### [SUPPLIED RECORDS]
^^^^^^^^^^^^^^^^

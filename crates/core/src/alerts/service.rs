//! Alert scheduler: finds due and overdue installments and sends reminders.

use std::sync::Arc;

use chrono::NaiveDate;
use prestamos_shared::{
    AlertId, Currency, EmailService, InstallmentId, Money, PersonaId, SmsOutcome, SmsService,
};
use tracing::{debug, info, warn};

use super::error::NotifyError;
use super::lead_days::{parse_lead_days, target_dates};
use super::message::Reminder;
use super::types::{Alert, AlertStatus, AlertSummary, DueInstallment, NewAlert, RunOptions};
use crate::currency::ExchangeRates;
use crate::loan::{Installment, Loan, Profile};

/// Repository trait for alert scheduling.
///
/// This trait is implemented by the db crate to provide actual database operations.
pub trait AlertRepository: Send + Sync {
    /// Every profile.
    fn list_profiles(
        &self,
    ) -> impl std::future::Future<Output = Result<Vec<Profile>, NotifyError>> + Send;

    /// A single profile.
    fn find_profile(
        &self,
        persona_id: PersonaId,
    ) -> impl std::future::Future<Output = Result<Option<Profile>, NotifyError>> + Send;

    /// The owner's pending installments due on one of `dates`.
    fn pending_due_on(
        &self,
        owner_id: PersonaId,
        dates: &[NaiveDate],
    ) -> impl std::future::Future<Output = Result<Vec<DueInstallment>, NotifyError>> + Send;

    /// The owner's pending installments due strictly before `today`.
    fn pending_overdue(
        &self,
        owner_id: PersonaId,
        today: NaiveDate,
    ) -> impl std::future::Future<Output = Result<Vec<DueInstallment>, NotifyError>> + Send;

    /// Insert the alert unless one exists for `(installment, alert_date)`,
    /// then return the stored row.
    fn record_alert(
        &self,
        alert: NewAlert,
    ) -> impl std::future::Future<Output = Result<Alert, NotifyError>> + Send;

    /// Update an alert's delivery state.
    fn set_alert_status(
        &self,
        alert_id: AlertId,
        status: AlertStatus,
    ) -> impl std::future::Future<Output = Result<(), NotifyError>> + Send;
}

/// Mail collaborator. Fails loudly on transport errors.
pub trait Mailer: Send + Sync {
    /// Send a plain-text email.
    fn send_email(
        &self,
        to: &str,
        subject: &str,
        body: &str,
    ) -> impl std::future::Future<Output = Result<(), NotifyError>> + Send;
}

/// SMS collaborator. Never fails; the outcome says whether it was sent.
pub trait SmsSender: Send + Sync {
    /// Send a text message.
    fn send_sms(&self, to: &str, body: &str) -> impl std::future::Future<Output = SmsOutcome> + Send;
}

impl Mailer for EmailService {
    async fn send_email(&self, to: &str, subject: &str, body: &str) -> Result<(), NotifyError> {
        Ok(EmailService::send_email(self, to, subject, body).await?)
    }
}

impl SmsSender for SmsService {
    async fn send_sms(&self, to: &str, body: &str) -> SmsOutcome {
        SmsService::send_sms(self, to, body).await
    }
}

/// Alert scheduler.
pub struct AlertScheduler<A, X, M, S>
where
    A: AlertRepository,
    X: ExchangeRates,
    M: Mailer,
    S: SmsSender,
{
    repo: Arc<A>,
    rates: Arc<X>,
    mailer: Arc<M>,
    sms: Arc<S>,
    default_currency: Currency,
}

impl<A, X, M, S> AlertScheduler<A, X, M, S>
where
    A: AlertRepository,
    X: ExchangeRates,
    M: Mailer,
    S: SmsSender,
{
    /// Create a scheduler.
    #[must_use]
    pub fn new(repo: Arc<A>, rates: Arc<X>, mailer: Arc<M>, sms: Arc<S>) -> Self {
        Self {
            repo,
            rates,
            mailer,
            sms,
            default_currency: Currency::default(),
        }
    }

    /// Currency used for profiles without a preference.
    #[must_use]
    pub fn with_default_currency(mut self, currency: Currency) -> Self {
        self.default_currency = currency;
        self
    }

    /// Run over every profile.
    ///
    /// A failing profile is logged and counted; the run continues.
    ///
    /// # Errors
    ///
    /// Returns an error only if the profile list cannot be read.
    pub async fn run(&self, opts: RunOptions) -> Result<AlertSummary, NotifyError> {
        let profiles = self.repo.list_profiles().await?;
        let mut summary = AlertSummary::default();

        for profile in &profiles {
            match self.run_profile(profile, &opts).await {
                Ok(part) => summary.merge(part),
                Err(e) => {
                    warn!(persona_id = %profile.id, error = %e, "alert run failed for profile");
                    summary.failed_profiles += 1;
                }
            }
        }

        info!(
            profiles = profiles.len(),
            created = summary.created,
            sent = summary.sent,
            overdue = summary.overdue,
            dry_run = opts.dry_run,
            "alert run finished"
        );
        Ok(summary)
    }

    /// Alerts for freshly generated installments, limited to those due today or earlier.
    ///
    /// # Errors
    ///
    /// Returns an error if an alert cannot be recorded.
    pub async fn notify_immediately(
        &self,
        profile: &Profile,
        loan: &Loan,
        installments: &[Installment],
        creditor_name: Option<&str>,
        today: NaiveDate,
    ) -> Result<AlertSummary, NotifyError> {
        let opts = RunOptions {
            today,
            default_lead_days: 0,
            dry_run: false,
        };
        let mut summary = AlertSummary::default();

        for installment in installments
            .iter()
            .filter(|i| !i.is_paid() && i.due_date <= today)
        {
            let due = DueInstallment {
                installment: installment.clone(),
                loan: loan.clone(),
                creditor_name: creditor_name.map(str::to_string),
            };
            let overdue = installment.due_date < today;
            summary.sent += self.process(profile, &due, overdue, &opts).await?;
            summary.created += 1;
            if overdue {
                summary.overdue += 1;
            }
        }

        Ok(summary)
    }

    async fn run_profile(
        &self,
        profile: &Profile,
        opts: &RunOptions,
    ) -> Result<AlertSummary, NotifyError> {
        let lead_days = parse_lead_days(profile.lead_days.as_deref(), opts.default_lead_days);
        let dates = target_dates(opts.today, &lead_days);

        let upcoming = self.repo.pending_due_on(profile.id, &dates).await?;
        let overdue = self.repo.pending_overdue(profile.id, opts.today).await?;
        debug!(
            persona_id = %profile.id,
            ?lead_days,
            upcoming = upcoming.len(),
            overdue = overdue.len(),
            "evaluating profile"
        );

        let mut summary = AlertSummary {
            overdue: overdue.len(),
            ..AlertSummary::default()
        };
        for due in &upcoming {
            summary.sent += self.process(profile, due, false, opts).await?;
        }
        for due in &overdue {
            summary.sent += self.process(profile, due, true, opts).await?;
        }
        summary.created = upcoming.len() + overdue.len();

        Ok(summary)
    }

    /// Records the alert and dispatches it. Returns the number of messages sent.
    async fn process(
        &self,
        profile: &Profile,
        due: &DueInstallment,
        overdue: bool,
        opts: &RunOptions,
    ) -> Result<usize, NotifyError> {
        let currency = profile.preferred_currency.unwrap_or(self.default_currency);
        let amount = self.display_amount(due, currency).await;
        let reminder = Reminder {
            first_name: &profile.first_name,
            sequence_no: due.installment.sequence_no,
            lender: due.lender(),
            due_date: due.installment.due_date,
            amount,
            overdue,
        };

        let alert = self
            .repo
            .record_alert(NewAlert {
                installment_id: due.installment.id,
                alert_date: opts.today,
                message: reminder.email_body(),
            })
            .await?;

        if opts.dry_run {
            debug!(installment_id = %due.installment.id, "dry run, not dispatching");
            return Ok(0);
        }

        let mut sent = 0;
        if profile.notify_email {
            sent += self.dispatch_email(profile, &reminder, due.installment.id).await;
        }
        if profile.notify_sms {
            sent += self.dispatch_sms(profile, &reminder, due.installment.id).await;
        }

        if sent > 0 && alert.status != AlertStatus::Sent {
            self.repo.set_alert_status(alert.id, AlertStatus::Sent).await?;
        }
        Ok(sent)
    }

    async fn dispatch_email(
        &self,
        profile: &Profile,
        reminder: &Reminder<'_>,
        installment_id: InstallmentId,
    ) -> usize {
        let Some(to) = profile.email.as_deref().filter(|e| !e.trim().is_empty()) else {
            return 0;
        };
        match self
            .mailer
            .send_email(to, &reminder.email_subject(), &reminder.email_body())
            .await
        {
            Ok(()) => 1,
            Err(e) => {
                warn!(%installment_id, persona_id = %profile.id, error = %e, "reminder email not sent");
                0
            }
        }
    }

    async fn dispatch_sms(
        &self,
        profile: &Profile,
        reminder: &Reminder<'_>,
        installment_id: InstallmentId,
    ) -> usize {
        let Some(phone) = profile.phone.as_deref().filter(|p| !p.trim().is_empty()) else {
            return 0;
        };
        let outcome = self.sms.send_sms(phone, &reminder.sms_body()).await;
        if outcome.ok {
            1
        } else {
            warn!(%installment_id, persona_id = %profile.id, detail = %outcome.detail, "reminder SMS not sent");
            0
        }
    }

    async fn display_amount(&self, due: &DueInstallment, currency: Currency) -> Money {
        let origin = due.loan.terms.currency;
        match self
            .rates
            .convert(due.installment.amount, origin, currency, due.installment.due_date)
            .await
        {
            Ok(amount) => Money::new(amount, currency),
            Err(e) => {
                warn!(
                    installment_id = %due.installment.id,
                    %origin,
                    %currency,
                    error = %e,
                    "showing reminder amount unconverted"
                );
                Money::new(due.installment.amount, origin)
            }
        }
    }
}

^^^^^^^^^^^^^^^^

### [DESCRIPTION OF THE TASK]
The lines to copy are those in the listing that contain the word "AlertSummary".

### [FINISHED EXERCISE]
use super::types::{Alert, AlertStatus, AlertSummary, DueInstallment, NewAlert, RunOptions};
    pub async fn run(&self, opts: RunOptions) -> Result<AlertSummary, NotifyError> {
        let mut summary = AlertSummary::default();
    ) -> Result<AlertSummary, NotifyError> {
        let mut summary = AlertSummary::default();
    ) -> Result<AlertSummary, NotifyError> {
        let mut summary = AlertSummary {
            ..AlertSummary::default()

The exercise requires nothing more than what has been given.